Policy takeaways – a pragmatic menu for future-proofing regulation
First, regulators should harmonize standards and analytic methodologies to reduce fragmentation while preserving regulatory experimentation.
Second, national domestic coordination across central banks, securities regulators and law enforcement must precede international cooperation to ensure coherent domestic outcomes.
Third, regulation should emphasize “same activity, same risk, same outcome” and require embedding of compliance and recovery capabilities into token design where risk warrants.
Fourth, data interoperability and validated blockchain intelligence are foundational – regulators should invest in shared registries, common APIs and standards for attribution.
Finally, multi-stakeholder cooperation with the private sector is not optional; it is operationally essential for incident response, tracing, and implementing pragmatic supervision.

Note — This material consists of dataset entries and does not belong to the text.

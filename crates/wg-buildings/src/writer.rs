//! CSV building-table writer.
//!
//! Writes `동번호,동(건물)명,위도,경도`; unknown locations become empty cells,
//! which [`load_buildings_reader`][crate::load_buildings_reader] reads back
//! as unknown.

use std::io::Write;
use std::path::Path;

use csv::Writer;

use wg_core::BuildingTable;

use crate::BuildingResult;

const HEADER: [&str; 4] = ["동번호", "동(건물)명", "위도", "경도"];

/// Write `table` to a CSV file at `path`, replacing any existing file.
pub fn write_buildings_csv(path: &Path, table: &BuildingTable) -> BuildingResult<()> {
    let file = std::fs::File::create(path)?;
    write_buildings_writer(file, table)
}

/// Like [`write_buildings_csv`] but accepts any `Write` sink.
pub fn write_buildings_writer<W: Write>(sink: W, table: &BuildingTable) -> BuildingResult<()> {
    let mut w = Writer::from_writer(sink);
    w.write_record(HEADER)?;
    for b in table {
        let (lat, lon) = match b.location {
            Some(p) => (p.lat.to_string(), p.lon.to_string()),
            None => (String::new(), String::new()),
        };
        w.write_record([b.number.as_str(), b.name.as_str(), lat.as_str(), lon.as_str()])?;
    }
    w.flush()?;
    Ok(())
}
//! The four landmark corners that approximate a campus outline.
//!
//! The corners are descriptive landmarks, not an axis-aligned rectangle; only
//! their lat/lon extremes are used, via [`Bounds`].

use wg_core::GeoPoint;

use crate::{SpatialError, SpatialResult};

/// Four named landmark coordinates around the campus.
#[derive(Copy, Clone, Debug, PartialEq)]
#[cfg_attr(feature = "serde", derive(serde::Serialize, serde::Deserialize))]
pub struct BoundaryCorners {
    pub left:   GeoPoint,
    pub right:  GeoPoint,
    pub top:    GeoPoint,
    pub bottom: GeoPoint,
}

impl BoundaryCorners {
    /// Seoul National University, Gwanak campus.
    pub const SNU_GWANAK: BoundaryCorners = BoundaryCorners {
        left:   GeoPoint { lat: 37.459298, lon: 126.947716 }, // around building 500
        right:  GeoPoint { lat: 37.459174, lon: 126.956276 }, // Beodeulgol
        top:    GeoPoint { lat: 37.469003, lon: 126.952520 }, // dental hospital
        bottom: GeoPoint { lat: 37.447450, lon: 126.950308 }, // environmental studies
    };

    pub fn corners(&self) -> [(&'static str, GeoPoint); 4] {
        [
            ("left", self.left),
            ("right", self.right),
            ("top", self.top),
            ("bottom", self.bottom),
        ]
    }

    /// Reject NaN / out-of-range corners.
    pub fn validate(&self) -> SpatialResult<()> {
        for (corner, p) in self.corners() {
            if !p.is_valid() {
                return Err(SpatialError::InvalidCorner { corner, lat: p.lat, lon: p.lon });
            }
        }
        Ok(())
    }

    /// Axis-aligned lat/lon box enclosing all four corners.
    pub fn bounds(&self) -> Bounds {
        let pts = self.corners().map(|(_, p)| p);
        let mut b = Bounds {
            min_lat: pts[0].lat,
            max_lat: pts[0].lat,
            min_lon: pts[0].lon,
            max_lon: pts[0].lon,
        };
        for p in &pts[1..] {
            b.min_lat = b.min_lat.min(p.lat);
            b.max_lat = b.max_lat.max(p.lat);
            b.min_lon = b.min_lon.min(p.lon);
            b.max_lon = b.max_lon.max(p.lon);
        }
        b
    }
}

impl Default for BoundaryCorners {
    fn default() -> Self {
        Self::SNU_GWANAK
    }
}

/// Min/max latitude and longitude, in degrees.
#[derive(Copy, Clone, Debug, PartialEq)]
pub struct Bounds {
    pub min_lat: f64,
    pub max_lat: f64,
    pub min_lon: f64,
    pub max_lon: f64,
}

impl Bounds {
    pub fn contains(&self, p: GeoPoint) -> bool {
        (self.min_lat..=self.max_lat).contains(&p.lat)
            && (self.min_lon..=self.max_lon).contains(&p.lon)
    }

    /// North-south extent in metres, measured along `min_lon`.
    pub fn lat_extent_m(&self) -> f64 {
        GeoPoint::new(self.min_lat, self.min_lon)
            .distance_m(GeoPoint::new(self.max_lat, self.min_lon))
    }

    /// East-west extent in metres, measured along `min_lat`.
    pub fn lon_extent_m(&self) -> f64 {
        GeoPoint::new(self.min_lat, self.min_lon)
            .distance_m(GeoPoint::new(self.min_lat, self.max_lon))
    }
}
//! Regular sample lattice over a campus boundary.
//!
//! # Algorithm
//!
//! ```text
//! bounds   = lat/lon min/max over the four corners
//! n_lat    = floor(lat_extent_m / spacing_m) + 1
//! n_lon    = floor(lon_extent_m / spacing_m) + 1
//! lats     = linspace(min_lat, max_lat, n_lat)
//! lons     = linspace(min_lon, max_lon, n_lon)
//! grid     = [(lat, lon) for lat in lats for lon in lons]     // row-major
//! ```
//!
//! The lattice bounds the quadrilateral rather than conforming to it, so
//! points outside the campus footprint are included.  Using `floor + 1`
//! keeps the realised spacing at or below the requested one.

use wg_core::GeoPoint;

use crate::{BoundaryCorners, SpatialError, SpatialResult};

/// Largest grid [`grid_shape`] accepts.  Each point costs `k` routing calls,
/// so anything near this is already far beyond a usable request budget.
pub const MAX_GRID_POINTS: usize = 10_000_000;

/// Row/column counts of a generated grid.
#[derive(Copy, Clone, Debug, PartialEq, Eq)]
pub struct GridShape {
    pub n_lat: usize,
    pub n_lon: usize,
}

impl GridShape {
    /// Saturates rather than overflowing for hand-built shapes; shapes from
    /// [`grid_shape`] never exceed [`MAX_GRID_POINTS`].
    #[inline]
    pub fn point_count(&self) -> usize {
        self.n_lat.saturating_mul(self.n_lon)
    }
}

/// Compute the lattice shape without materialising the points.
pub fn grid_shape(boundary: &BoundaryCorners, spacing_m: f64) -> SpatialResult<GridShape> {
    if !spacing_m.is_finite() || spacing_m <= 0.0 {
        return Err(SpatialError::InvalidSpacing(spacing_m));
    }
    boundary.validate()?;

    let bounds = boundary.bounds();
    let shape = GridShape {
        n_lat: steps(bounds.lat_extent_m(), spacing_m),
        n_lon: steps(bounds.lon_extent_m(), spacing_m),
    };
    match shape.n_lat.checked_mul(shape.n_lon) {
        Some(n) if n <= MAX_GRID_POINTS => Ok(shape),
        _ => Err(SpatialError::GridTooLarge { n_lat: shape.n_lat, n_lon: shape.n_lon }),
    }
}

/// Generate grid points row-major (latitude outer, longitude inner).
pub fn generate_grid(boundary: &BoundaryCorners, spacing_m: f64) -> SpatialResult<Vec<GeoPoint>> {
    let shape = grid_shape(boundary, spacing_m)?;
    let bounds = boundary.bounds();

    let lats = linspace(bounds.min_lat, bounds.max_lat, shape.n_lat);
    let lons = linspace(bounds.min_lon, bounds.max_lon, shape.n_lon);

    let mut points = Vec::with_capacity(shape.point_count());
    for &lat in &lats {
        for &lon in &lons {
            points.push(GeoPoint::new(lat, lon));
        }
    }

    tracing::info!(
        n_lat = shape.n_lat,
        n_lon = shape.n_lon,
        points = points.len(),
        spacing_m,
        "generated sample grid"
    );
    Ok(points)
}

// ── Helpers ───────────────────────────────────────────────────────────────────

/// `as usize` saturates for huge ratios; the caller rejects those.
fn steps(extent_m: f64, spacing_m: f64) -> usize {
    ((extent_m / spacing_m).floor() as usize).saturating_add(1)
}

/// `n` evenly spaced values from `min` to `max` inclusive.  `n == 1` → `[min]`.
pub(crate) fn linspace(min: f64, max: f64, n: usize) -> Vec<f64> {
    match n {
        0 => Vec::new(),
        1 => vec![min],
        _ => {
            let step = (max - min) / (n - 1) as f64;
            (0..n)
                .map(|i| if i == n - 1 { max } else { min + step * i as f64 })
                .collect()
        }
    }
}
//! Coordinate extraction from map-UI artefacts.
//!
//! Map web UIs encode the viewport centre in the URL after a search, e.g.
//!
//! ```text
//! https://www.google.com/maps/place/.../@37.4601324,126.9519487,17z/data=...
//! ```
//!
//! and the "what's here" chip shows text like `37.46013°, 126.95194°`.

use wg_core::GeoPoint;

/// Parse the `@lat,lon` fragment of a map URL.
///
/// Returns `None` if there is no `@`, fewer than two comma-separated fields
/// follow it, or either field is not a valid coordinate.
pub fn coordinates_from_map_url(url: &str) -> Option<GeoPoint> {
    let (_, fragment) = url.split_once('@')?;
    let mut parts = fragment.split(',');
    let lat = parts.next()?.trim().parse::<f64>().ok()?;
    let lon = parts.next()?.trim().parse::<f64>().ok()?;
    let p = GeoPoint::new(lat, lon);
    p.is_valid().then_some(p)
}

/// Parse `"lat, lon"` text, tolerating degree signs.
pub fn coordinates_from_text(text: &str) -> Option<GeoPoint> {
    let cleaned = text.replace('°', "");
    let (lat, lon) = cleaned.split_once(',')?;
    let p = GeoPoint::new(lat.trim().parse().ok()?, lon.trim().parse().ok()?);
    p.is_valid().then_some(p)
}
//! Unit tests for wg-spatial.
//!
//! Boundaries are hand-picked; the campus default is used where real scale
//! matters.

#[cfg(test)]
mod helpers {
    use wg_core::{Building, BuildingNumber, BuildingTable, GeoPoint};

    pub fn building(number: &str, lat: f64, lon: f64) -> Building {
        Building::new(
            BuildingNumber::new(number).unwrap(),
            format!("{number}동"),
            Some(GeoPoint::new(lat, lon)),
        )
    }

    pub fn unlocated(number: &str) -> Building {
        Building::new(BuildingNumber::new(number).unwrap(), format!("{number}동"), None)
    }

    /// Five buildings on a line of increasing longitude from (0, 0).
    pub fn line_table() -> BuildingTable {
        BuildingTable::from_buildings([
            building("e", 0.0, 5.0),
            building("a", 0.0, 1.0),
            building("c", 0.0, 3.0),
            building("b", 0.0, 2.0),
            building("d", 0.0, 4.0),
        ])
        .unwrap()
    }
}

// ── Boundary ──────────────────────────────────────────────────────────────────

#[cfg(test)]
mod boundary {
    use wg_core::GeoPoint;
    use crate::{BoundaryCorners, SpatialError};

    #[test]
    fn campus_bounds() {
        let b = BoundaryCorners::SNU_GWANAK.bounds();
        assert_eq!(b.min_lat, 37.447450);
        assert_eq!(b.max_lat, 37.469003);
        assert_eq!(b.min_lon, 126.947716);
        assert_eq!(b.max_lon, 126.956276);
    }

    #[test]
    fn bounds_contain_every_corner() {
        let c = BoundaryCorners::SNU_GWANAK;
        let b = c.bounds();
        for (_, p) in c.corners() {
            assert!(b.contains(p));
        }
    }

    #[test]
    fn nan_corner_rejected() {
        let mut c = BoundaryCorners::SNU_GWANAK;
        c.top = GeoPoint::new(f64::NAN, 126.95);
        assert!(matches!(c.validate(), Err(SpatialError::InvalidCorner { corner: "top", .. })));
    }
}

// ── Grid ──────────────────────────────────────────────────────────────────────

#[cfg(test)]
mod grid {
    use wg_core::GeoPoint;
    use crate::grid::linspace;
    use crate::{generate_grid, grid_shape, BoundaryCorners, GridShape, SpatialError, MAX_GRID_POINTS};

    #[test]
    fn campus_grid_at_1km_is_small() {
        let pts = generate_grid(&BoundaryCorners::SNU_GWANAK, 1000.0).unwrap();
        // ~2.4 km north-south → 3 rows; ~0.76 km east-west → 1 column.
        assert_eq!(grid_shape(&BoundaryCorners::SNU_GWANAK, 1000.0).unwrap().n_lat, 3);
        assert_eq!(pts.len(), 3);
        assert!(pts.len() < 10);
    }

    #[test]
    fn campus_grid_at_100m() {
        let shape = grid_shape(&BoundaryCorners::SNU_GWANAK, 100.0).unwrap();
        assert_eq!(shape.n_lat, 24);
        assert_eq!(shape.n_lon, 8);
        let pts = generate_grid(&BoundaryCorners::SNU_GWANAK, 100.0).unwrap();
        assert_eq!(pts.len(), shape.point_count());
    }

    #[test]
    fn points_lie_inside_bounds() {
        let corners = BoundaryCorners::SNU_GWANAK;
        let bounds = corners.bounds();
        let pts = generate_grid(&corners, 50.0).unwrap();
        assert!(pts.iter().all(|&p| bounds.contains(p)));
    }

    #[test]
    fn row_major_order_and_extremes() {
        let corners = BoundaryCorners::SNU_GWANAK;
        let shape = grid_shape(&corners, 200.0).unwrap();
        let pts = generate_grid(&corners, 200.0).unwrap();
        let b = corners.bounds();

        assert_eq!(pts[0], GeoPoint::new(b.min_lat, b.min_lon));
        assert_eq!(*pts.last().unwrap(), GeoPoint::new(b.max_lat, b.max_lon));
        // First row shares a latitude, longitude increases along it.
        let row = &pts[..shape.n_lon];
        assert!(row.iter().all(|p| p.lat == b.min_lat));
        assert!(row.windows(2).all(|w| w[0].lon < w[1].lon));
        // Next row starts back at min_lon with a larger latitude.
        assert_eq!(pts[shape.n_lon].lon, b.min_lon);
        assert!(pts[shape.n_lon].lat > b.min_lat);
    }

    #[test]
    fn degenerate_axis_yields_single_value() {
        let p = GeoPoint::new(37.46, 126.95);
        let corners = BoundaryCorners {
            left:   p,
            right:  GeoPoint::new(37.46, 126.96),
            top:    p,
            bottom: p,
        };
        let shape = grid_shape(&corners, 100.0).unwrap();
        assert_eq!(shape.n_lat, 1);
        let pts = generate_grid(&corners, 100.0).unwrap();
        assert!(pts.iter().all(|q| q.lat == 37.46));
        assert_eq!(pts.len(), shape.n_lon);
    }

    #[test]
    fn single_corner_point_grid() {
        let p = GeoPoint::new(37.46, 126.95);
        let corners = BoundaryCorners { left: p, right: p, top: p, bottom: p };
        assert_eq!(generate_grid(&corners, 10.0).unwrap(), vec![p]);
    }

    #[test]
    fn invalid_spacing_rejected() {
        let c = BoundaryCorners::SNU_GWANAK;
        for bad in [0.0, -10.0, f64::NAN, f64::INFINITY] {
            assert!(matches!(generate_grid(&c, bad), Err(SpatialError::InvalidSpacing(_))));
        }
    }

    #[test]
    fn tiny_spacing_is_too_large_not_a_panic() {
        let c = BoundaryCorners::SNU_GWANAK;
        for tiny in [1e-9, f64::MIN_POSITIVE] {
            assert!(matches!(grid_shape(&c, tiny), Err(SpatialError::GridTooLarge { .. })));
            assert!(matches!(generate_grid(&c, tiny), Err(SpatialError::GridTooLarge { .. })));
        }
    }

    #[test]
    fn grid_limit_boundary() {
        let c = BoundaryCorners::SNU_GWANAK;
        // ~2.4 km × ~0.76 km: 0.25 m spacing is ~29 M points, 1 m is ~1.8 M.
        assert!(matches!(grid_shape(&c, 0.25), Err(SpatialError::GridTooLarge { .. })));
        let ok = grid_shape(&c, 1.0).unwrap();
        assert!(ok.point_count() <= MAX_GRID_POINTS);
    }

    #[test]
    fn point_count_saturates() {
        let shape = GridShape { n_lat: usize::MAX, n_lon: 2 };
        assert_eq!(shape.point_count(), usize::MAX);
    }

    #[test]
    fn linspace_endpoints() {
        assert_eq!(linspace(0.0, 1.0, 1), vec![0.0]);
        assert_eq!(linspace(0.0, 1.0, 2), vec![0.0, 1.0]);
        assert_eq!(linspace(0.0, 1.0, 5), vec![0.0, 0.25, 0.5, 0.75, 1.0]);
        assert!(linspace(0.0, 1.0, 0).is_empty());
    }
}

// ── Ranker ────────────────────────────────────────────────────────────────────

#[cfg(test)]
mod ranker {
    use wg_core::{BuildingTable, GeoPoint};
    use super::helpers::{building, line_table, unlocated};
    use crate::nearest_buildings;

    fn numbers(c: &[crate::Candidate<'_>]) -> Vec<String> {
        c.iter().map(|c| c.building.number.to_string()).collect()
    }

    #[test]
    fn returns_exactly_k_sorted_ascending() {
        let table = line_table();
        let got = nearest_buildings(GeoPoint::new(0.0, 0.0), &table, 3);
        assert_eq!(numbers(&got), ["a", "b", "c"]);
        assert!(got.windows(2).all(|w| w[0].distance <= w[1].distance));
        assert!(got.iter().all(|c| table.contains(&c.building.number)));
    }

    #[test]
    fn fewer_buildings_than_k() {
        let table = line_table();
        let got = nearest_buildings(GeoPoint::new(0.0, 0.0), &table, 10);
        assert_eq!(got.len(), 5);
    }

    #[test]
    fn k_zero_is_empty() {
        let table = line_table();
        assert!(nearest_buildings(GeoPoint::new(0.0, 0.0), &table, 0).is_empty());
    }

    #[test]
    fn ties_keep_table_order() {
        // "y" and "x" are both exactly 1.0 away from the origin.
        let table = BuildingTable::from_buildings([
            building("far", 0.0, 9.0),
            building("y", 1.0, 0.0),
            building("x", 0.0, 1.0),
        ])
        .unwrap();
        let got = nearest_buildings(GeoPoint::new(0.0, 0.0), &table, 2);
        assert_eq!(numbers(&got), ["y", "x"]);
    }

    #[test]
    fn unlocated_buildings_are_skipped() {
        let table = BuildingTable::from_buildings([
            unlocated("ghost"),
            building("real", 0.0, 1.0),
        ])
        .unwrap();
        let got = nearest_buildings(GeoPoint::new(0.0, 0.0), &table, 2);
        assert_eq!(numbers(&got), ["real"]);
        assert_eq!(got[0].location, GeoPoint::new(0.0, 1.0));
    }

    #[test]
    fn query_from_the_far_end() {
        let table = line_table();
        let got = nearest_buildings(GeoPoint::new(0.0, 4.6), &table, 2);
        assert_eq!(numbers(&got), ["e", "d"]);
    }
}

Conclusion – regulation as an adaptive, cooperative project
The CoSP11 tech day discussion made clear that there is no single blueprint for virtual asset regulation. Jurisdictions are pursuing different mixes of licensing, authorization, sandboxing and infrastructure building, tailored to national market structures and policy priorities.
What unites them is a recognition that
- adaptive, risk-based rules;
- interoperable data and analytics; and
- strong public-private and cross-border cooperation
are the pillars of a resilient regulatory ecosystem.
As markets evolve and technologies shift, ongoing dialogue among regulators, international organizations and industry will be the core mechanism for keeping financial integrity at the heart of innovation.
Acknowledgement
This summary draws on the Basel Institute on Governance presentation, which features the presenters.